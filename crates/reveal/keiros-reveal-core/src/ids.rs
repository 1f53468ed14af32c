//! Identifiers and simple allocators for core entities.

use serde::{Deserialize, Serialize};

/// Opaque handle to a DOM node. Hosts hand these out in document order.
#[derive(Copy, Clone, Debug, Default, Eq, PartialEq, Hash, Ord, PartialOrd, Serialize, Deserialize)]
pub struct ElementId(pub u32);

#[derive(Copy, Clone, Debug, Eq, PartialEq, Hash, Ord, PartialOrd, Serialize, Deserialize)]
pub struct TimerId(pub u32);

#[derive(Copy, Clone, Debug, Eq, PartialEq, Hash, Serialize, Deserialize)]
pub struct CounterId(pub u32);

impl std::fmt::Display for ElementId {
    fn fmt(&self, f: &mut std::fmt::Formatter<'_>) -> std::fmt::Result {
        write!(f, "#{}", self.0)
    }
}

/// Monotonic allocator for TimerId and CounterId.
#[derive(Default, Debug)]
pub struct IdAllocator {
    next_timer: u32,
    next_counter: u32,
}

impl IdAllocator {
    pub fn new() -> Self {
        Self::default()
    }

    #[inline]
    pub fn alloc_timer(&mut self) -> TimerId {
        let id = TimerId(self.next_timer);
        self.next_timer = self.next_timer.wrapping_add(1);
        id
    }

    #[inline]
    pub fn alloc_counter(&mut self) -> CounterId {
        let id = CounterId(self.next_counter);
        self.next_counter = self.next_counter.wrapping_add(1);
        id
    }

    #[inline]
    pub fn reset(&mut self) {
        *self = Self::default();
    }
}
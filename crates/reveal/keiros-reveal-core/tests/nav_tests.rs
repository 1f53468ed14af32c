use keiros_reveal_core::{
    Config, DomState, ElementId, HostCommand, Inputs, Page, PageEvent, PageSpec, Rect,
    RevealEvent, SectionLayout, StaticDom,
};

struct Site {
    dom: StaticDom,
    nav: ElementId,
    toggle: ElementId,
    menu: ElementId,
    links: Vec<ElementId>,
    tabs: Vec<ElementId>,
    panels: Vec<ElementId>,
    hero_bg: ElementId,
    device: ElementId,
}

fn site() -> Site {
    let mut dom = StaticDom::new();
    let body = dom.push("body", &[], None);
    let nav = dom.push("nav", &["navbar"], Some(body));
    let toggle = dom.push("button", &["nav-toggle"], Some(nav));
    let menu = dom.push("ul", &["nav-menu"], Some(nav));
    let links: Vec<ElementId> = ["home", "platform", "contact"]
        .iter()
        .map(|id| {
            let link = dom.push("a", &["nav-link"], Some(menu));
            dom.set_attribute(link, "href", &format!("#{id}"));
            link
        })
        .collect();
    let mut tabs = Vec::new();
    let mut panels = Vec::new();
    for key in ["hardware", "firmware"] {
        let tab = dom.push("button", &["tab-btn"], Some(body));
        dom.set_attribute(tab, "data-tab", key);
        tabs.push(tab);
    }
    for key in ["hardware", "firmware"] {
        let panel = dom.push("div", &["tab-panel"], Some(body));
        dom.set_attribute(panel, "data-tab", key);
        panels.push(panel);
    }
    let hero_bg = dom.push("div", &["hero-bg"], Some(body));
    let device = dom.push("div", &["device-3d"], Some(body));
    Site {
        dom,
        nav,
        toggle,
        menu,
        links,
        tabs,
        panels,
        hero_bg,
        device,
    }
}

fn spec() -> PageSpec {
    serde_json::from_value(serde_json::json!({
        "nav": {
            "nav": ".navbar",
            "toggle": ".nav-toggle",
            "menu": ".nav-menu",
            "links": ".nav-link"
        },
        "tabs": [{ "tabs": ".tab-btn", "panels": ".tab-panel" }],
        "decor": { "parallax": ".hero-bg", "tilt": ".device-3d" }
    }))
    .unwrap()
}

fn sections() -> Vec<SectionLayout> {
    [("home", 0.0, 700.0), ("platform", 700.0, 900.0), ("contact", 1600.0, 600.0)]
        .iter()
        .map(|(id, top, height)| SectionLayout {
            id: id.to_string(),
            top: *top,
            height: *height,
        })
        .collect()
}

fn scroll(y: f64) -> Inputs {
    Inputs::event(PageEvent::Scroll { y })
}

fn installed() -> (Site, Page, DomState) {
    let site = site();
    let mut page = Page::new(Config::default());
    let report = page.install(&site.dom, &spec(), 0.0);
    assert!(report.skipped.is_empty(), "{:?}", report.skipped);
    let mut state = DomState::new();
    let inputs = Inputs {
        sections: Some(sections()),
        ..Inputs::default()
    };
    state.apply(page.update(0.0, inputs));
    (site, page, state)
}

#[test]
fn menu_toggles_and_closes_on_link_click() {
    let (site, mut page, mut state) = installed();
    state.apply(page.update(16.0, Inputs::event(PageEvent::Click { element: site.toggle })));
    assert!(state.has_class(site.menu, "active"));
    assert!(state.has_class(site.toggle, "active"));

    state.apply(page.update(32.0, Inputs::event(PageEvent::Click { element: site.toggle })));
    assert!(!state.has_class(site.menu, "active"));

    state.apply(page.update(48.0, Inputs::event(PageEvent::Click { element: site.toggle })));
    let out = page
        .update(64.0, Inputs::event(PageEvent::Click { element: site.links[1] }))
        .clone();
    state.apply(&out);
    assert!(!state.has_class(site.menu, "active"));
    assert!(out.commands.contains(&HostCommand::ScrollTo { top: 620.0 }));
}

#[test]
fn scrolled_class_follows_threshold() {
    let (site, mut page, mut state) = installed();
    state.apply(page.update(16.0, scroll(100.0)));
    assert!(!state.has_class(site.nav, "scrolled"));
    state.apply(page.update(32.0, scroll(101.0)));
    assert!(state.has_class(site.nav, "scrolled"));
    state.apply(page.update(48.0, scroll(20.0)));
    assert!(!state.has_class(site.nav, "scrolled"));
}

#[test]
fn active_link_tracks_current_section() {
    let (site, mut page, mut state) = installed();
    let out = page.update(16.0, scroll(650.0)).clone();
    state.apply(&out);
    assert!(state.has_class(site.links[1], "active"));
    assert!(!state.has_class(site.links[0], "active"));
    assert!(out.events.contains(&RevealEvent::SectionChanged {
        section: Some("platform".into())
    }));

    state.apply(page.update(32.0, scroll(1550.0)));
    assert!(state.has_class(site.links[2], "active"));
    assert!(!state.has_class(site.links[1], "active"));
    assert_eq!(page.nav().and_then(|n| n.active_section()), Some("contact"));
}

#[test]
fn scroll_bursts_are_evaluated_once_per_frame() {
    let (site, mut page, mut state) = installed();
    let burst = Inputs {
        events: vec![
            PageEvent::Scroll { y: 50.0 },
            PageEvent::Scroll { y: 650.0 },
            PageEvent::Scroll { y: 1550.0 },
        ],
        ..Inputs::default()
    };
    let out = page.update(16.0, burst).clone();
    state.apply(&out);
    let changes = out
        .events
        .iter()
        .filter(|e| matches!(e, RevealEvent::SectionChanged { .. }))
        .count();
    assert_eq!(changes, 1);
    assert!(state.has_class(site.links[2], "active"));
    assert!(!state.has_class(site.links[1], "active"));
}

#[test]
fn tabs_switch_panels() {
    let (site, mut page, mut state) = installed();
    state.apply(page.update(16.0, Inputs::event(PageEvent::Click { element: site.tabs[1] })));
    assert!(state.has_class(site.tabs[1], "active"));
    assert!(state.has_class(site.panels[1], "active"));
    assert!(!state.has_class(site.panels[0], "active"));

    state.apply(page.update(32.0, Inputs::event(PageEvent::Click { element: site.tabs[0] })));
    assert!(state.has_class(site.panels[0], "active"));
    assert!(!state.has_class(site.panels[1], "active"));
    assert_eq!(page.tabs()[0].active(), Some("hardware"));
}

#[test]
fn parallax_moves_hero_background() {
    let (site, mut page, mut state) = installed();
    state.apply(page.update(16.0, scroll(300.0)));
    assert_eq!(state.style(site.hero_bg, "transform"), Some("translateY(150px)"));
}

#[test]
fn tilt_eases_towards_pointer_and_back() {
    let (site, mut page, mut state) = installed();
    let rect = Rect {
        top: 0.0,
        left: 100.0,
        width: 200.0,
        height: 200.0,
    };
    state.apply(page.update(
        16.0,
        Inputs::event(PageEvent::PointerMove {
            x: 300.0,
            y: 50.0,
            rect,
        }),
    ));
    assert!(page.needs_frame());
    let mut t = 16.0;
    while page.needs_frame() {
        t += 16.0;
        state.apply(page.update(t, Inputs::default()));
        assert!(t < 10_000.0, "tilt never settled");
    }
    assert_eq!(state.style(site.device, "transform"), Some("rotateY(15deg)"));

    state.apply(page.update(t + 16.0, Inputs::event(PageEvent::PointerLeave)));
    while page.needs_frame() {
        t += 16.0;
        state.apply(page.update(t, Inputs::default()));
    }
    assert_eq!(state.style(site.device, "transform"), Some("rotateY(0deg)"));
}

........

DIRECTIONS -
Retype only this range exactly: the first line of the data through the line where "in document order." appears.

WRITTEN RESPONSE -
filename crates/reveal/keiros-reveal-core/src/ids.rs
repository 1f53468ed14af32c
//! Identifiers and simple allocators for core entities.

use serde::{Deserialize, Serialize};

/// Opaque handle to a DOM node. Hosts hand these out in document order.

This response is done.